Isto quer dizer que a brutalidade dos
antigos, que pode nos chocar com razão, pode ser largamente explicada como um
conflito de valores, mas qual é o valor que justifica o campo de concentração
nazi, o gulag, o aborto ou a
eutanásia? Juntar todas estas coisas pode parecer uma demagogia sem par, mas
penso que é o oposto, e nem teria sentido separar aquilo que a ausência de Deus
uniu para sempre. Não é aqui lugar para analisar em detalhe se esta união é
válida ou não, e vou apenas salientar dois níveis em que o fenómeno ocorre. O
primeiro nível é o do dirigente, o do planeador social, que na modernidade já
não é o garante de uma ordem social imutável, mas é a mente que "sabe" o fim da
História e que assume o dever de moldar corpos e consciências para tornar mais
rápido o "curso inevitável do tempo". O segundo nível é o do cidadão comum, que
precisamente tem em comum com os restantes o facto de se ver num mundo
invertido, em que tudo é cenário irrelevante comparado com os seus desejos de
evasão em busca de forma.
O homem moderno sofre de uma doença de consciência: ele
deseja, logo dá existência ao mundo. Paradoxalmente, isto parece estar muito
próximo daquilo que define o ser humano: ser causa livre. A diferença é que o
homem com a consciência doente acha que ele mesmo é A Causa, ao passo que o
homem mentalmente saudável sabe que participa apenas do Acto Criador. Esta é verdadeiramente a
doença humana, da qual os outros animais não podem padecer, e por isso as
civilizações sempre vieram acompanhadas dos mitos onde os homens tentam
rivalizar com os deuses e, de alguma forma, são sempre colocados no seu lugar. O que distingue a modernidade é que o homem já não
pretende rivalizar com os deuses porque assume que já assumiu o lugar deles.

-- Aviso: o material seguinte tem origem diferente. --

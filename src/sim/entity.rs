//! Rectangular entities and enemy motion

use glam::Vec2;
use serde::{Deserialize, Serialize};

/// An axis-aligned rectangle in canvas space (y grows downward)
///
/// Size is fixed at construction; only `pos.x` changes at runtime, and only
/// for the enemy.
#[derive(Debug, Clone, Copy, PartialEq, Serialize, Deserialize)]
pub struct Entity {
    /// Top-left corner
    pub pos: Vec2,
    /// Width and height (both > 0)
    pub size: Vec2,
    /// Leftward speed in pixels per tick (0 for the player)
    pub speed: f32,
}

impl Entity {
    pub fn new(pos: Vec2, size: Vec2) -> Self {
        debug_assert!(size.x > 0.0 && size.y > 0.0, "entity size must be positive");
        Self {
            pos,
            size,
            speed: 0.0,
        }
    }

    pub fn with_speed(mut self, speed: f32) -> Self {
        self.speed = speed;
        self
    }

    /// Right edge x coordinate
    #[inline]
    pub fn right(&self) -> f32 {
        self.pos.x + self.size.x
    }

    /// Bottom edge y coordinate
    #[inline]
    pub fn bottom(&self) -> f32 {
        self.pos.y + self.size.y
    }

    /// Move left by `speed` once per tick.
    ///
    /// No clamping at the left edge: running into the player is the only
    /// event that matters, and the collision check handles it.
    pub fn advance(&mut self, ticks: u32) {
        self.pos.x -= self.speed * ticks as f32;
    }

    /// Put the enemy back at its spawn x with a new speed
    pub fn respawn(&mut self, x: f32, speed: f32) {
        self.pos.x = x;
        self.speed = speed;
    }
}

#[cfg(test)]
mod tests {
    use super::*;

    #[test]
    fn test_advance_moves_left_by_speed() {
        let mut enemy = Entity::new(Vec2::new(800.0, 175.0), Vec2::splat(50.0)).with_speed(0.5);
        enemy.advance(1);
        assert!((enemy.pos.x - 799.5).abs() < 1e-4);
        enemy.advance(4);
        assert!((enemy.pos.x - 797.5).abs() < 1e-4);
        assert_eq!(enemy.pos.y, 175.0);
    }

    #[test]
    fn test_advance_does_not_clamp() {
        let mut enemy = Entity::new(Vec2::new(1.0, 0.0), Vec2::splat(10.0)).with_speed(2.0);
        enemy.advance(3);
        assert!((enemy.pos.x + 5.0).abs() < 1e-4);
    }

    #[test]
    fn test_respawn_keeps_size() {
        let mut enemy = Entity::new(Vec2::new(10.0, 175.0), Vec2::new(40.0, 30.0)).with_speed(1.0);
        enemy.respawn(800.0, 0.35);
        assert_eq!(enemy.pos, Vec2::new(800.0, 175.0));
        assert_eq!(enemy.size, Vec2::new(40.0, 30.0));
        assert_eq!(enemy.speed, 0.35);
        assert_eq!(enemy.right(), 840.0);
        assert_eq!(enemy.bottom(), 205.0);
    }
}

Pessoalmente, cada um sabe que não é o deus supremo, há outros homens que ele
venera como tal. Mas ao seu nível, ele assume-se como um deus face a um feto
irrelevante ou face a um idoso decrépito a seu cuidado, e por isso acha que pode
dispor das suas vidas a seu bel-prazer.
1 comentário:
Texto maravilhoso, denso como sempre.
A usurpação da esfera Divina pelo homem que retorna ao Pecado Original nesse ato mesmo parece uma busca constante de apagar o sacrifício de Cristo na cruz.